Older woman holding picture frame










I began to think about aging alone after caring for my parents. My mother struggled with heart problems, while my father lived with Alzheimer’s disease. Watching their decline was heartbreaking. It was close to one year after dad’s passing when the question hit me: “Who will care for me?”

That was 10 years ago. Today, I’m 65.

The U.S. Census Bureau tells us more than 27 percent of people age 65 and over live alone. One reason is because baby boomers have the highest divorce rate and lowest number of children, and as they turn 65, the numbers of those living alone escalate.

There are thousands of us on our own, and we are in good company. In my “elder orphan” Facebook group, we have over 4,000 members. We face similar challenges, like finding help after surgery or if we’re sick, affordable housing, public transportation, social engagement, isolation, and choosing a health care proxy.

The most affordable living arrangements place us in the suburbs, far from convenient shopping and accessible public transit. It can be stressful, but being fearful exacerbates the problems and leaves us disempowered.
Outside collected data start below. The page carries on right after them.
//! Control and output identities, and which outputs depend on which controls.

use std::fmt;

use serde::{Deserialize, Serialize};

#[derive(Debug, Clone, Copy, PartialEq, Eq, Hash, PartialOrd, Ord, Serialize, Deserialize)]
pub enum ControlId {
    #[serde(rename = "site-dropdown")]
    SiteDropdown,
    #[serde(rename = "payload-slider")]
    PayloadSlider,
}

#[derive(Debug, Clone, Copy, PartialEq, Eq, Hash, PartialOrd, Ord, Serialize, Deserialize)]
pub enum OutputId {
    #[serde(rename = "success-pie-chart")]
    SuccessPieChart,
    #[serde(rename = "success-payload-scatter-chart")]
    SuccessPayloadScatterChart,
}

impl ControlId {
    pub fn as_str(self) -> &'static str {
        match self {
            ControlId::SiteDropdown => "site-dropdown",
            ControlId::PayloadSlider => "payload-slider",
        }
    }
}

impl OutputId {
    pub fn as_str(self) -> &'static str {
        match self {
            OutputId::SuccessPieChart => "success-pie-chart",
            OutputId::SuccessPayloadScatterChart => "success-payload-scatter-chart",
        }
    }
}

impl fmt::Display for ControlId {
    fn fmt(&self, f: &mut fmt::Formatter<'_>) -> fmt::Result {
        f.write_str(self.as_str())
    }
}

impl fmt::Display for OutputId {
    fn fmt(&self, f: &mut fmt::Formatter<'_>) -> fmt::Result {
        f.write_str(self.as_str())
    }
}

/// One recomputation rule binding: `output` is recomputed when any of `inputs` changes.
#[derive(Debug, Clone, Copy, PartialEq, Eq)]
pub struct Callback {
    pub output: OutputId,
    pub inputs: &'static [ControlId],
}

impl Callback {
    pub fn listens_to(&self, control: ControlId) -> bool {
        self.inputs.contains(&control)
    }
}

pub static CALLBACKS: [Callback; 2] = [
    Callback {
        output: OutputId::SuccessPieChart,
        inputs: &[ControlId::SiteDropdown],
    },
    Callback {
        output: OutputId::SuccessPayloadScatterChart,
        inputs: &[ControlId::SiteDropdown, ControlId::PayloadSlider],
    },
];

/// Outputs to recompute after `control` changes, in table order.
pub fn affected_outputs(control: ControlId) -> impl Iterator<Item = OutputId> {
    CALLBACKS
        .iter()
        .filter(move |cb| cb.listens_to(control))
        .map(|cb| cb.output)
}
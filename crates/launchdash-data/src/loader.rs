//! Launch table loader.

use std::collections::{BTreeMap, BTreeSet, HashSet};
use std::io::Read;
use std::path::Path;

use launchdash_common::{LaunchDashError, Result};
use serde::Deserialize;
use tracing::{debug, info};

use crate::record::{LaunchRecord, Outcome, PayloadBounds};
use crate::summary::{aggregate, SiteSummary};

pub const SITE_COLUMN: &str = "Launch Site";
pub const PAYLOAD_COLUMN: &str = "Payload Mass (kg)";
pub const CLASS_COLUMN: &str = "class";
pub const BOOSTER_COLUMN: &str = "Booster Version Category";

/// Columns that must be present in the header row. Others are ignored.
pub const REQUIRED_COLUMNS: [&str; 4] = [SITE_COLUMN, PAYLOAD_COLUMN, CLASS_COLUMN, BOOSTER_COLUMN];

#[derive(Debug, Deserialize)]
struct RawRow {
    #[serde(rename = "Launch Site")]
    site: String,
    #[serde(rename = "Payload Mass (kg)")]
    payload: f64,
    #[serde(rename = "class")]
    class: i64,
    #[serde(rename = "Booster Version Category")]
    booster: String,
}

/// Everything derived from the launch table at startup. Read-only afterwards.
#[derive(Debug, Clone)]
pub struct Dataset {
    pub records: Vec<LaunchRecord>,
    /// Keyed and ordered by site name
    pub summaries: BTreeMap<String, SiteSummary>,
    pub bounds: PayloadBounds,
    /// Dropdown order: the configured list, or the sorted distinct sites
    pub sites: Vec<String>,
}

impl Dataset {
    /// Load the launch table at `path`.
    ///
    /// `sites` fixes the site domain when given; see [`Dataset::from_reader`].
    pub fn load(path: impl AsRef<Path>, sites: Option<&[String]>) -> Result<Self> {
        let path = path.as_ref();
        debug!("Loading launch records from {:?}", path);

        let file = std::fs::File::open(path).map_err(|e| {
            LaunchDashError::DataLoad(format!("cannot open {}: {}", path.display(), e))
        })?;
        let dataset = Self::from_reader(file, sites)?;

        info!(
            "Loaded {} launch records across {} sites from {}",
            dataset.records.len(),
            dataset.sites.len(),
            path.display()
        );
        Ok(dataset)
    }

    /// Parse CSV content and derive summaries and bounds.
    ///
    /// Fails with `DataLoad` on a missing column, an unparseable row, an
    /// outcome other than 0/1, a negative or non-finite payload, a site
    /// outside `sites`, or an empty table. Fails with `Aggregation` when a
    /// configured site has no rows.
    pub fn from_reader<R: Read>(reader: R, sites: Option<&[String]>) -> Result<Self> {
        let mut reader = csv::ReaderBuilder::new()
            .trim(csv::Trim::All)
            .from_reader(reader);

        let headers = reader
            .headers()
            .map_err(|e| LaunchDashError::DataLoad(format!("cannot read header row: {}", e)))?;
        let missing: Vec<&str> = REQUIRED_COLUMNS
            .iter()
            .copied()
            .filter(|col| !headers.iter().any(|h| h == *col))
            .collect();
        if !missing.is_empty() {
            return Err(LaunchDashError::DataLoad(format!(
                "missing required columns: {}",
                missing.join(", ")
            )));
        }

        let allowed: Option<HashSet<&str>> =
            sites.map(|s| s.iter().map(String::as_str).collect());

        let mut records = Vec::new();
        for (i, row) in reader.deserialize::<RawRow>().enumerate() {
            // header is line 1
            let line = i + 2;
            let row = row.map_err(|e| {
                LaunchDashError::DataLoad(format!("line {}: {}", line, e))
            })?;
            records.push(validate_row(row, line, allowed.as_ref())?);
        }

        let bounds = PayloadBounds::from_records(&records)
            .ok_or_else(|| LaunchDashError::DataLoad("launch table has no rows".into()))?;
        let summaries = aggregate(&records, sites)?;
        let sites = match sites {
            Some(list) => list.to_vec(),
            None => records
                .iter()
                .map(|r| r.site.clone())
                .collect::<BTreeSet<_>>()
                .into_iter()
                .collect(),
        };

        Ok(Self { records, summaries, bounds, sites })
    }

    pub fn has_site(&self, site: &str) -> bool {
        self.summaries.contains_key(site)
    }

    pub fn total_successes(&self) -> usize {
        self.records.iter().filter(|r| r.outcome.is_success()).count()
    }
}

fn validate_row(row: RawRow, line: usize, allowed: Option<&HashSet<&str>>) -> Result<LaunchRecord> {
    if row.site.is_empty() {
        return Err(LaunchDashError::DataLoad(format!("line {}: empty {}", line, SITE_COLUMN)));
    }
    if let Some(allowed) = allowed {
        if !allowed.contains(row.site.as_str()) {
            return Err(LaunchDashError::DataLoad(format!(
                "line {}: unknown launch site '{}'",
                line, row.site
            )));
        }
    }
    if !row.payload.is_finite() || row.payload < 0.0 {
        return Err(LaunchDashError::DataLoad(format!(
            "line {}: invalid {} {}",
            line, PAYLOAD_COLUMN, row.payload
        )));
    }
    let outcome = Outcome::from_class(row.class).ok_or_else(|| {
        LaunchDashError::DataLoad(format!(
            "line {}: {} must be 0 or 1, got {}",
            line, CLASS_COLUMN, row.class
        ))
    })?;

    Ok(LaunchRecord {
        site: row.site,
        payload_mass_kg: row.payload,
        outcome,
        booster_version_category: row.booster,
    })
}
I try to maintain a positive view of being alone. If I feel lonely, I call someone or visit a sibling or friend, have lunch or dinner out, visit the library or attend a class, or join a Meetup group. Other things that help mitigate the fear of being alone:

Being clear about how I want to live, and what compromises I’m open to, outlines the aging alone strategy. Other things that affect my well-being are having personal space and loving what I do for a living. Otherwise, it would be meaningless.

Think about the times you weren’t thriving. What was missing? And what did you do to cope? For me, back in 2008, I wanted to write about family caregiving and older adult issues, and to be recognized as an advocate in the area of aging. It took years of blogging, writing web copy and building my personal brand. Now, nine years later, I’m closer to my dreams.

Understanding my needs allows me to live genuinely in a life that’s mine — and it gives me confidence, strength and resilience. It took years to appreciate my accomplishments and to trust myself. It was easier to be a people pleaser and be indirect about things I wanted; often, I felt I did not deserve my dreams. Caring about what happens in the future is what carried me through the hard times and struggles.
Push for what is important to you. Be patient and don’t make demands. Ask for what you want but give to yourself first; don’t rely on another person to make you happy. A friend once told me, “A man is not a plan!” Funny, right? But how many of us hold out for a partner to be the knight in shining armor or a nurse with a purse?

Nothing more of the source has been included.